The idea for CoalMap was born at the 2015 MIT Clean Earth Hackathon, held by the Department of Civil and Environmental Engineering and the MIT Office of Sustainability. There, the team—made up of Wu and Jean, both of the Department of Electrical Engineering and Computer Science; Borrelli, an alumnus of the Department of Chemical Engineering; and Fanni Fan, an MIT Sloan School of Management MFin student—won in the energy category, rising to the Rocky Mountain Institute's challenge for hackathon participants to build a compelling map that could help regulators and policymakers take action against heavily polluting or uneconomic coal plants. "Everyone on our team was very interested in the scalability of renewable energy, especially solar, so we decided to take on the challenge," says Jean. According to Wu, the hackathon offered "a great opportunity to compare coal head-to-head with renewables."
The team subsequently met with researchers from the Rocky Mountain Institute and the Sierra Club to discuss potential avenues for using the map. The consensus, according to Jean: the map had potential as a climate change and energy outreach tool that "would be interesting to many people beyond MIT."
With its straightforward user interface, CoalMap raises awareness about the environmental and economic costs of continuing to run legacy coal plants in the U.S., while simultaneously underscoring the benefits of investing in clean energy generation. "It's incredible to see," Jean says, "how fast solar and wind costs have dropped and how soon they can become competitive with even the cheapest legacy coal if historical rates of cost decline are maintained."

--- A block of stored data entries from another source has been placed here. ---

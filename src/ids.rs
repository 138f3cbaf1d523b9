use uuid::Uuid;

/// Source of fresh, stable entity ids.
pub trait IdGenerator {
    fn next_id(&mut self, prefix: &str) -> String;
}

#[derive(Debug, Clone, Copy, Default)]
pub struct UuidIds;

impl IdGenerator for UuidIds {
    fn next_id(&mut self, prefix: &str) -> String {
        format!("{prefix}-{}", Uuid::new_v4())
    }
}

/// Deterministic counter-based ids, handy for tests and reproducible CLI runs.
#[derive(Debug, Clone, Default)]
pub struct SequentialIds {
    next: u64,
}

impl SequentialIds {
    pub fn new() -> Self {
        Self::default()
    }
}

impl IdGenerator for SequentialIds {
    fn next_id(&mut self, prefix: &str) -> String {
        self.next += 1;
        format!("{prefix}-{}", self.next)
    }
}
impl GraphStore {
    pub fn new(topic_id: impl Into<String>, config: &Config) -> Self {
        Self {
            topic_id: topic_id.into(),
            graph: Graph::new(),
            history: HistoryManager::new(config.history.max_depth),
            ids: Box::new(UuidIds),
            persistence: Box::new(NullPersistence),
            config: config.clone(),
            leases: Vec::new(),
            warnings: Vec::new(),
        }
    }

    pub fn with_ids(mut self, ids: impl IdGenerator + 'static) -> Self {
        self.ids = Box::new(ids);
        self
    }

    pub fn with_persistence(mut self, persistence: impl Persistence + 'static) -> Self {
        self.persistence = Box::new(persistence);
        self
    }

    /// Seeds the store without touching history or persistence.
    pub fn with_graph(mut self, graph: Graph) -> Self {
        self.graph = graph;
        self
    }

    pub fn topic_id(&self) -> &str {
        &self.topic_id
    }

    pub fn graph(&self) -> &Graph {
        &self.graph
    }

    pub fn snapshot(&self) -> Snapshot {
        self.graph.snapshot()
    }

    pub fn config(&self) -> &Config {
        &self.config
    }

    pub fn history(&self) -> &HistoryManager {
        &self.history
    }

    pub fn can_undo(&self) -> bool {
        self.history.can_undo()
    }

    pub fn can_redo(&self) -> bool {
        self.history.can_redo()
    }

    pub fn pending_highlights(&self) -> &[HighlightLease] {
        &self.leases
    }

    /// Drains persistence warnings collected since the last call.
    pub fn take_warnings(&mut self) -> Vec<PersistWarning> {
        std::mem::take(&mut self.warnings)
    }

    /// Applies one mutation atomically. Returns `false`, without checkpointing
    /// or persisting, when the mutation would not change anything.
    pub fn apply(&mut self, mutation: Mutation, source: MutationSource) -> bool {
        if !self.is_effective(&mutation) {
            debug!(kind = mutation.kind(), "mutation skipped, nothing to change");
            return false;
        }
        if source == MutationSource::User {
            self.history.checkpoint(self.graph.snapshot());
        }
        let kind = mutation.kind();
        self.apply_to_graph(mutation);
        debug!(
            kind,
            ?source,
            nodes = self.graph.nodes.len(),
            edges = self.graph.edges.len(),
            "mutation applied"
        );
        self.persist();
        true
    }

    fn is_effective(&self, mutation: &Mutation) -> bool {
        match mutation {
            Mutation::UpdateNode { id, .. } | Mutation::DeleteNode(id) => {
                self.graph.nodes.contains_key(id)
            }
            Mutation::UpdateEdge { id, .. } | Mutation::DeleteEdge(id) => {
                self.graph.edges.contains_key(id)
            }
            Mutation::SetPositions(positions) => {
                positions.keys().any(|id| self.graph.nodes.contains_key(id))
            }
            Mutation::AppendBatch { nodes, edges } => !nodes.is_empty() || !edges.is_empty(),
            Mutation::SetHighlight {
                node_ids, edge_ids, ..
            } => {
                node_ids.iter().any(|id| self.graph.nodes.contains_key(id))
                    || edge_ids.iter().any(|id| self.graph.edges.contains_key(id))
            }
            Mutation::Clear => !self.graph.is_empty(),
            Mutation::AddNode(_)
            | Mutation::AddEdge(_)
            | Mutation::ReplaceGraph(_)
            | Mutation::Restore(_) => true,
        }
    }

    fn apply_to_graph(&mut self, mutation: Mutation) {
        match mutation {
            Mutation::AddNode(node) => self.graph.insert_node(node),
            Mutation::UpdateNode {
                id,
                label,
                category,
            } => {
                if let Some(node) = self.graph.nodes.get_mut(&id) {
                    node.label = label;
                    if let Some(category) = category {
                        node.category = category;
                    }
                }
            }
            Mutation::DeleteNode(id) => {
                if let Some((_, removed_edges)) = self.graph.remove_node(&id) {
                    debug!(node = %id, cascaded = removed_edges.len(), "node deleted");
                }
            }
            Mutation::AddEdge(edge) => self.graph.insert_edge(edge),
            Mutation::UpdateEdge { id, label } => {
                if let Some(edge) = self.graph.edges.get_mut(&id) {
                    edge.label = label;
                }
            }
            Mutation::DeleteEdge(id) => {
                self.graph.edges.remove(&id);
            }
            Mutation::SetPositions(positions) => {
                for (id, position) in positions {
                    if let Some(node) = self.graph.nodes.get_mut(&id) {
                        node.position = position;
                    }
                }
            }
            Mutation::AppendBatch { nodes, edges } => {
                for node in nodes {
                    self.graph.insert_node(node);
                }
                for edge in edges {
                    self.graph.insert_edge(edge);
                }
            }
            Mutation::ReplaceGraph(graph) => self.graph = graph,
            Mutation::Clear => self.graph = Graph::new(),
            Mutation::SetHighlight {
                node_ids,
                edge_ids,
                highlighted,
            } => {
                for id in &node_ids {
                    if let Some(node) = self.graph.nodes.get_mut(id) {
                        node.highlighted = highlighted;
                    }
                }
                for id in &edge_ids {
                    if let Some(edge) = self.graph.edges.get_mut(id) {
                        edge.highlighted = highlighted;
                    }
                }
            }
            Mutation::Restore(snapshot) => self.graph = Graph::from_snapshot(&snapshot),
        }
    }

    fn persist(&mut self) {
        let snapshot = self.graph.snapshot();
        if let Err(err) = self.persistence.save(&self.topic_id, &snapshot) {
            warn!(topic = %self.topic_id, error = %err, "failed to persist graph");
            self.warnings.push(PersistWarning {
                topic_id: self.topic_id.clone(),
                message: err.to_string(),
            });
        }
    }

    pub fn default_position(&self) -> Position {
        Position::new(self.config.placement.default_x, self.config.placement.default_y)
    }

    pub fn add_node(&mut self, label: &str, category: &str) -> Node {
        let position = self.default_position();
        self.add_node_at(label, category, position)
    }

    pub fn add_node_at(&mut self, label: &str, category: &str, position: Position) -> Node {
        let node = Node::new(self.ids.next_id("node"), label, category, position);
        self.apply(Mutation::AddNode(node.clone()), MutationSource::User);
        node
    }

    pub fn update_node(&mut self, id: &str, label: &str, category: Option<&str>) -> bool {
        self.apply(
            Mutation::UpdateNode {
                id: id.to_string(),
                label: label.to_string(),
                category: category.map(str::to_string),
            },
            MutationSource::User,
        )
    }

    pub fn delete_node(&mut self, id: &str) -> bool {
        self.apply(Mutation::DeleteNode(id.to_string()), MutationSource::User)
    }

    /// Endpoints are not checked; callers pass ids they know exist.
    pub fn add_edge(&mut self, source: &str, target: &str, label: &str) -> Edge {
        let edge = Edge::new(self.ids.next_id("edge"), source, target, label);
        self.apply(Mutation::AddEdge(edge.clone()), MutationSource::User);
        edge
    }

    pub fn update_edge(&mut self, id: &str, label: &str) -> bool {
        self.apply(
            Mutation::UpdateEdge {
                id: id.to_string(),
                label: label.to_string(),
            },
            MutationSource::User,
        )
    }

    pub fn delete_edge(&mut self, id: &str) -> bool {
        self.apply(Mutation::DeleteEdge(id.to_string()), MutationSource::User)
    }

    pub fn clear(&mut self) -> bool {
        self.leases.clear();
        self.apply(Mutation::Clear, MutationSource::User)
    }

    pub fn replace_graph(&mut self, graph: Graph) -> bool {
        self.leases.clear();
        self.apply(Mutation::ReplaceGraph(graph), MutationSource::User)
    }

    /// Replaces the graph with an already validated import document.
    pub fn import(&mut self, document: &Document) -> bool {
        self.replace_graph(document.to_graph())
    }

    pub fn undo(&mut self) -> bool {
        let Some(previous) = self.history.undo(self.graph.snapshot()) else {
            return false;
        };
        debug!(remaining = self.history.undo_depth(), "undo");
        self.apply(Mutation::Restore(previous), MutationSource::Programmatic)
    }

    pub fn redo(&mut self) -> bool {
        let Some(next) = self.history.redo(self.graph.snapshot()) else {
            return false;
        };
        debug!(remaining = self.history.redo_depth(), "redo");
        self.apply(Mutation::Restore(next), MutationSource::Programmatic)
    }

    /// Merges a suggested subgraph as one checkpointed batch and leases the
    /// highlight on the added entities until `now` plus the configured duration.
    pub fn merge(
        &mut self,
        suggestion: &Suggestion,
        now: Instant,
    ) -> Result<MergeReport, ValidationError> {
        let report = self.merge_without_lease(suggestion)?;
        if !report.is_noop() {
            self.leases.push(HighlightLease {
                node_ids: report.added_node_ids.clone(),
                edge_ids: report.added_edge_ids.clone(),
                expires_at: now + self.config.highlight.duration(),
            });
        }
        Ok(report)
    }

    /// Same commit as [`GraphStore::merge`], but the added entities stay
    /// highlighted until the caller clears them. For hosts without a
    /// monotonic clock.
    pub fn merge_without_lease(
        &mut self,
        suggestion: &Suggestion,
    ) -> Result<MergeReport, ValidationError> {
        let plan = plan_merge(
            &self.graph,
            suggestion,
            self.ids.as_mut(),
            &self.config.placement,
        )?;
        if plan.report.is_noop() {
            info!(
                topic = %self.topic_id,
                duplicates = plan.report.duplicates_skipped,
                "merge produced no new nodes"
            );
            return Ok(plan.report);
        }

        let report = plan.report;
        self.apply(
            Mutation::AppendBatch {
                nodes: plan.nodes,
                edges: plan.edges,
            },
            MutationSource::User,
        );
        info!(
            topic = %self.topic_id,
            nodes_added = report.nodes_added,
            edges_added = report.edges_added,
            duplicates = report.duplicates_skipped,
            edges_dropped = report.edges_dropped,
            "merge committed"
        );
        Ok(report)
    }

    /// Clears the highlight on every lease that has lapsed by `now`. Returns
    /// the number of leases released.
    pub fn expire_highlights(&mut self, now: Instant) -> usize {
        let (expired, pending): (Vec<_>, Vec<_>) = std::mem::take(&mut self.leases)
            .into_iter()
            .partition(|lease| lease.expires_at <= now);
        self.leases = pending;
        for lease in &expired {
            self.apply(
                Mutation::SetHighlight {
                    node_ids: lease.node_ids.clone(),
                    edge_ids: lease.edge_ids.clone(),
                    highlighted: false,
                },
                MutationSource::Programmatic,
            );
        }
        expired.len()
    }

    /// Replaces the graph with a freshly generated map, laid out from scratch.
    /// Generated ids are remapped to fresh ones; edges to unknown ids are dropped.
    pub fn apply_generated(&mut self, map: &GeneratedMap) -> GenerationReport {
        let mut graph = Graph::new();
        let mut remap: HashMap<&str, String> = HashMap::new();
        for generated in &map.nodes {
            let id = self.ids.next_id("node");
            remap.entry(generated.id.as_str()).or_insert_with(|| id.clone());
            graph.insert_node(Node::new(
                id,
                generated.label.trim(),
                generated.category.trim(),
                Position::default(),
            ));
        }
        let mut edges_dropped = 0usize;
        for candidate in &map.edges {
            let (Some(source), Some(target)) = (
                remap.get(candidate.source.as_str()),
                remap.get(candidate.target.as_str()),
            ) else {
                edges_dropped += 1;
                continue;
            };
            let edge = Edge::new(
                self.ids.next_id("edge"),
                source.clone(),
                target.clone(),
                candidate.label.clone(),
            );
            graph.insert_edge(edge);
        }
        if edges_dropped > 0 {
            warn!(topic = %self.topic_id, edges_dropped, "generated map had dangling edges");
        }

        let graph = tidy_graph(&graph, self.config.layout.direction, &self.config.layout);
        let report = GenerationReport {
            nodes: graph.nodes.len(),
            edges: graph.edges.len(),
            edges_dropped,
        };
        self.replace_graph(graph);
        report
    }

    /// Re-lays out the whole graph in place. Positions only, no checkpoint.
    pub fn tidy(&mut self, direction: Direction) -> LayoutResult {
        let layout = compute_layout(&self.graph, direction, &self.config.layout);
        self.apply(
            Mutation::SetPositions(layout.positions.clone()),
            MutationSource::Programmatic,
        );
        layout
    }

    /// Lays out, then centres the result in `viewport`. Returns the fitting zoom.
    pub fn center_and_fit(&mut self, direction: Direction, viewport: Viewport, padding: f32) -> f32 {
        let layout = compute_layout(&self.graph, direction, &self.config.layout);
        let fit = center_and_fit(&layout, viewport, padding, &self.config.layout);
        self.apply(Mutation::SetPositions(fit.positions), MutationSource::Programmatic);
        fit.zoom
    }
}
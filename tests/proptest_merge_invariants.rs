//! Property-based invariant tests for merge, history and layout.
//!
//! 1. Merged nodes never overlap any other node.
//! 2. No edge references a missing node after a merge.
//! 3. Canonical duplicates of existing labels are never added.
//! 4. Undoing every mutation restores the starting graph; redo replays it.
//! 5. Layout is deterministic and overlap-free for arbitrary edge sets.
//! 6. Edges outside a cycle always point to a later layer; only isolated
//!    nodes overflow.

use std::collections::BTreeSet;
use std::time::Instant;

use concept_map_engine::config::{Config, LayoutConfig, PlacementConfig};
use concept_map_engine::document::{CandidateEdge, CandidateNode};
use concept_map_engine::ids::SequentialIds;
use concept_map_engine::merge::canonical_label;
use concept_map_engine::placement::overlaps;
use concept_map_engine::{
    Direction, Edge, Graph, GraphStore, Node, Position, Suggestion, compute_layout,
};
use proptest::prelude::*;

// ── Helpers ─────────────────────────────────────────────────────────────

fn graph_strategy() -> impl Strategy<Value = Graph> {
    prop::collection::vec((-600.0f32..1200.0, -600.0f32..1200.0), 0..12).prop_map(|points| {
        let mut graph = Graph::new();
        for (i, (x, y)) in points.into_iter().enumerate() {
            graph.insert_node(Node::new(
                format!("n{i}"),
                format!("Existing {i}"),
                "concept",
                Position::new(x.round(), y.round()),
            ));
        }
        graph
    })
}

fn endpoint_strategy() -> impl Strategy<Value = String> {
    prop_oneof![
        (0usize..8).prop_map(|i| format!("t{i}")),
        (0usize..12).prop_map(|i| format!("n{i}")),
        Just("ghost".to_string()),
    ]
}

fn suggestion_strategy() -> impl Strategy<Value = Suggestion> {
    let nodes = prop::collection::vec((any::<bool>(), 0usize..14), 0..8);
    let edges = prop::collection::vec((endpoint_strategy(), endpoint_strategy()), 0..12);
    (nodes, edges).prop_map(|(nodes, edges)| Suggestion {
        new_nodes: nodes
            .into_iter()
            .enumerate()
            .map(|(i, (with_id, label))| {
                let temp_id = format!("t{i}");
                // Labels below 12 collide with existing ones, modulo case.
                let label = if label < 12 {
                    format!("  EXISTING {label} ")
                } else {
                    format!("Fresh {i}-{label}")
                };
                CandidateNode::new(with_id.then_some(temp_id.as_str()), &label, "concept")
            })
            .collect(),
        new_edges: edges
            .into_iter()
            .map(|(source, target)| CandidateEdge::new(&source, &target, ""))
            .collect(),
    })
}

fn edges_strategy() -> impl Strategy<Value = (usize, Vec<(usize, usize)>)> {
    (1usize..16).prop_flat_map(|n| (Just(n), prop::collection::vec((0..n, 0..n), 0..24)))
}

fn edge_graph(n: usize, pairs: &[(usize, usize)]) -> Graph {
    let mut graph = Graph::new();
    for i in 0..n {
        graph.insert_node(Node::new(format!("v{i:02}"), "", "concept", Position::default()));
    }
    for (idx, (a, b)) in pairs.iter().enumerate() {
        graph.insert_edge(Edge::new(format!("e{idx}"), format!("v{a:02}"), format!("v{b:02}"), ""));
    }
    graph
}

fn reaches(n: usize, pairs: &[(usize, usize)], from: usize, to: usize) -> bool {
    let mut seen = vec![false; n];
    let mut stack = vec![from];
    seen[from] = true;
    while let Some(node) = stack.pop() {
        if node == to {
            return true;
        }
        for &(a, b) in pairs {
            if a == node && !seen[b] {
                seen[b] = true;
                stack.push(b);
            }
        }
    }
    false
}

fn store_for(graph: Graph) -> GraphStore {
    GraphStore::new("prop", &Config::default())
        .with_ids(SequentialIds::new())
        .with_graph(graph)
}

// ═════════════════════════════════════════════════════════════════════════
// 1-3. Merge invariants
// ═════════════════════════════════════════════════════════════════════════

proptest! {
    #[test]
    fn merge_keeps_graph_consistent(graph in graph_strategy(), suggestion in suggestion_strategy()) {
        let before_ids: Vec<String> = graph.nodes.keys().cloned().collect();
        let existing_labels: Vec<String> =
            graph.nodes.values().map(|n| canonical_label(&n.label)).collect();
        let mut store = store_for(graph);
        let report = store.merge(&suggestion, Instant::now()).unwrap();
        let after = store.graph();
        let cfg = PlacementConfig::default();

        prop_assert!(after.dangling_edges().is_empty());
        prop_assert_eq!(after.nodes.len(), before_ids.len() + report.nodes_added);

        for id in &report.added_node_ids {
            let added = &after.nodes[id];
            prop_assert!(!existing_labels.contains(&canonical_label(&added.label)));
            for other in after.nodes.values().filter(|n| &n.id != id) {
                prop_assert!(
                    !overlaps(added.position, other.position, &cfg),
                    "{} {:?} overlaps {} {:?}",
                    id, added.position, other.id, other.position
                );
            }
        }
    }
}

// ═════════════════════════════════════════════════════════════════════════
// 4. Undo/redo round trip
// ═════════════════════════════════════════════════════════════════════════

proptest! {
    #[test]
    fn undo_redo_round_trip(ops in prop::collection::vec(0u8..5, 1..160)) {
        let mut store = store_for(Graph::new());
        let start = store.snapshot();
        let mut applied = 0usize;
        for (step, op) in ops.iter().enumerate() {
            let ids: Vec<String> = store.graph().nodes.keys().cloned().collect();
            let changed = match op {
                0 | 1 => {
                    store.add_node(&format!("N{step}"), "concept");
                    true
                }
                2 if ids.len() >= 2 => {
                    store.add_edge(&ids[0], &ids[ids.len() - 1], "");
                    true
                }
                3 if !ids.is_empty() => store.update_node(&ids[0], &format!("R{step}"), None),
                4 if !ids.is_empty() => store.delete_node(&ids[ids.len() - 1]),
                _ => false,
            };
            if changed {
                applied += 1;
            }
        }
        let end = store.snapshot();
        for _ in 0..applied {
            prop_assert!(store.undo());
        }
        prop_assert_eq!(store.snapshot(), start);
        prop_assert!(!store.undo());
        for _ in 0..applied {
            prop_assert!(store.redo());
        }
        prop_assert_eq!(store.snapshot(), end);
    }
}

// ═════════════════════════════════════════════════════════════════════════
// 5. Layout determinism and spacing
// ═════════════════════════════════════════════════════════════════════════

proptest! {
    #[test]
    fn layout_deterministic_and_spaced((n, pairs) in edges_strategy()) {
        let graph = edge_graph(n, &pairs);
        let config = LayoutConfig::default();
        let first = compute_layout(&graph, Direction::TopBottom, &config);
        let second = compute_layout(&graph, Direction::TopBottom, &config);
        prop_assert_eq!(&first, &second);
        prop_assert_eq!(first.positions.len(), n);

        let points: Vec<&Position> = first.positions.values().collect();
        for i in 0..points.len() {
            for j in (i + 1)..points.len() {
                let (a, b) = (points[i], points[j]);
                prop_assert!(
                    (a.x - b.x).abs() >= config.node_width || (a.y - b.y).abs() >= config.node_height
                );
            }
        }
    }
}

// ═════════════════════════════════════════════════════════════════════════
// 6. Rank order across cycles
// ═════════════════════════════════════════════════════════════════════════

proptest! {
    #[test]
    fn acyclic_edges_point_to_later_layers((n, pairs) in edges_strategy()) {
        let graph = edge_graph(n, &pairs);
        let config = LayoutConfig::default();
        let layout = compute_layout(&graph, Direction::TopBottom, &config);

        let connected: BTreeSet<String> = pairs
            .iter()
            .flat_map(|(a, b)| [format!("v{a:02}"), format!("v{b:02}")])
            .collect();
        let isolated: Vec<String> = (0..n)
            .map(|i| format!("v{i:02}"))
            .filter(|id| !connected.contains(id))
            .collect();
        prop_assert_eq!(&layout.overflow, &isolated);
        for id in &connected {
            prop_assert!(layout.ranks.contains_key(id), "{} has no layer", id);
        }

        for &(a, b) in &pairs {
            if a == b || reaches(n, &pairs, b, a) {
                continue;
            }
            let (from, to) = (format!("v{a:02}"), format!("v{b:02}"));
            prop_assert!(
                layout.ranks[&from] < layout.ranks[&to],
                "{} (rank {}) -> {} (rank {})",
                from, layout.ranks[&from], to, layout.ranks[&to]
            );
            prop_assert!(layout.positions[&from].y < layout.positions[&to].y);
        }
    }
}
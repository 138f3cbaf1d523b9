use std::collections::BTreeMap;

use serde::{Deserialize, Serialize};

/// Renderer kind written into persisted node records.
pub const NODE_KIND: &str = "concept";

#[derive(Debug, Clone, Copy, PartialEq, Eq, Default, Serialize, Deserialize)]
pub enum Direction {
    #[default]
    TopBottom,
    BottomTop,
    LeftRight,
    RightLeft,
}

impl Direction {
    pub fn from_token(token: &str) -> Option<Self> {
        match token.trim().to_ascii_uppercase().as_str() {
            "TD" | "TB" => Some(Self::TopBottom),
            "BT" => Some(Self::BottomTop),
            "LR" => Some(Self::LeftRight),
            "RL" => Some(Self::RightLeft),
            _ => None,
        }
    }

    pub fn is_horizontal(self) -> bool {
        matches!(self, Self::LeftRight | Self::RightLeft)
    }

    pub fn is_reversed(self) -> bool {
        matches!(self, Self::BottomTop | Self::RightLeft)
    }
}

#[derive(Debug, Clone, Copy, PartialEq, Default, Serialize, Deserialize)]
pub struct Position {
    pub x: f32,
    pub y: f32,
}

impl Position {
    pub const fn new(x: f32, y: f32) -> Self {
        Self { x, y }
    }
}

#[derive(Debug, Clone, PartialEq)]
pub struct Node {
    pub id: String,
    pub position: Position,
    pub label: String,
    pub category: String,
    pub highlighted: bool,
}

impl Node {
    pub fn new(
        id: impl Into<String>,
        label: impl Into<String>,
        category: impl Into<String>,
        position: Position,
    ) -> Self {
        Self {
            id: id.into(),
            position,
            label: label.into(),
            category: category.into(),
            highlighted: false,
        }
    }
}

#[derive(Debug, Clone, PartialEq)]
pub struct Edge {
    pub id: String,
    pub source: String,
    pub target: String,
    pub label: String,
    pub highlighted: bool,
}

impl Edge {
    pub fn new(
        id: impl Into<String>,
        source: impl Into<String>,
        target: impl Into<String>,
        label: impl Into<String>,
    ) -> Self {
        Self {
            id: id.into(),
            source: source.into(),
            target: target.into(),
            label: label.into(),
            highlighted: false,
        }
    }

    pub fn touches(&self, node_id: &str) -> bool {
        self.source == node_id || self.target == node_id
    }
}

/// Id-keyed arena of nodes and edges. Edges refer to nodes by id only.
#[derive(Debug, Clone, Default, PartialEq)]
pub struct Graph {
    pub nodes: BTreeMap<String, Node>,
    pub edges: BTreeMap<String, Edge>,
}

impl Graph {
    pub fn new() -> Self {
        Self::default()
    }

    pub fn is_empty(&self) -> bool {
        self.nodes.is_empty() && self.edges.is_empty()
    }

    pub fn insert_node(&mut self, node: Node) {
        self.nodes.insert(node.id.clone(), node);
    }

    pub fn insert_edge(&mut self, edge: Edge) {
        self.edges.insert(edge.id.clone(), edge);
    }

    /// Removes a node and every edge incident to it. Returns the removed edge ids.
    pub fn remove_node(&mut self, id: &str) -> Option<(Node, Vec<String>)> {
        let node = self.nodes.remove(id)?;
        let incident: Vec<String> = self
            .edges
            .values()
            .filter(|edge| edge.touches(id))
            .map(|edge| edge.id.clone())
            .collect();
        for edge_id in &incident {
            self.edges.remove(edge_id);
        }
        Some((node, incident))
    }

    pub fn contains_node(&self, id: &str) -> bool {
        self.nodes.contains_key(id)
    }

    /// Edges whose source or target is missing from the node set.
    pub fn dangling_edges(&self) -> Vec<&Edge> {
        self.edges
            .values()
            .filter(|edge| !self.contains_node(&edge.source) || !self.contains_node(&edge.target))
            .collect()
    }

    pub fn snapshot(&self) -> Snapshot {
        Snapshot {
            nodes: self.nodes.values().map(NodeRecord::from).collect(),
            edges: self.edges.values().map(EdgeRecord::from).collect(),
        }
    }

    pub fn from_snapshot(snapshot: &Snapshot) -> Self {
        let mut graph = Graph::new();
        for record in &snapshot.nodes {
            graph.insert_node(Node::new(
                record.id.clone(),
                record.label.clone(),
                record.category.clone(),
                record.position,
            ));
        }
        for record in &snapshot.edges {
            graph.insert_edge(Edge::new(
                record.id.clone(),
                record.source.clone(),
                record.target.clone(),
                record.label.clone(),
            ));
        }
        graph
    }
}

/// Serializable, highlight-free copy of a graph. Used by history and persistence.
#[derive(Debug, Clone, Default, PartialEq, Serialize, Deserialize)]
pub struct Snapshot {
    pub nodes: Vec<NodeRecord>,
    pub edges: Vec<EdgeRecord>,
}

#[derive(Debug, Clone, PartialEq, Serialize, Deserialize)]
pub struct NodeRecord {
    pub id: String,
    #[serde(rename = "type")]
    pub kind: String,
    pub position: Position,
    pub label: String,
    pub category: String,
}

impl From<&Node> for NodeRecord {
    fn from(node: &Node) -> Self {
        Self {
            id: node.id.clone(),
            kind: NODE_KIND.to_string(),
            position: node.position,
            label: node.label.clone(),
            category: node.category.clone(),
        }
    }
}

#[derive(Debug, Clone, PartialEq, Serialize, Deserialize)]
pub struct EdgeRecord {
    pub id: String,
    pub source: String,
    pub target: String,
    pub label: String,
}

impl From<&Edge> for EdgeRecord {
    fn from(edge: &Edge) -> Self {
        Self {
            id: edge.id.clone(),
            source: edge.source.clone(),
            target: edge.target.clone(),
            label: edge.label.clone(),
        }
    }
}
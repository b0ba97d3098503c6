use std::time::Duration;

use thiserror::Error;

/// Failure produced by a simulated operation or by the timeout wrapper.
///
/// Every failure in this crate is synthetic and recoverable. The two variants
/// only differ in what the message describes.
#[derive(Error, Debug, Clone, PartialEq, Eq)]
pub enum Error {
    /// The named operation rolled a failure after its delay elapsed.
    #[error("[{name}] failed (simulated)")]
    Simulated { name: String },

    /// The wrapped operation did not settle within the time limit.
    #[error("timeout after {}ms", .after.as_millis())]
    Timeout { after: Duration },
}

impl Error {
    /// A simulated failure of the operation called `name`.
    pub fn simulated(name: impl Into<String>) -> Self {
        Error::Simulated { name: name.into() }
    }

    /// A timeout that fired once `after` had elapsed.
    pub fn timeout(after: Duration) -> Self {
        Error::Timeout { after }
    }

    /// Returns `true` for [`Error::Timeout`].
    #[must_use]
    pub fn is_timeout(&self) -> bool {
        matches!(self, Error::Timeout { .. })
    }
}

Jean emphasizes that CoalMap uses just one metric—levelized cost of electricity in $/kWh—and that coal plants can run continuously, independent of time of day, while wind and solar are intermittent generation sources, making direct comparison between the technologies difficult. Even so, Jean says, CoalMap can help people visualize a low-carbon future, instilling in them "intuition about the importance of continuing to innovate in solar and wind and setting a price on carbon."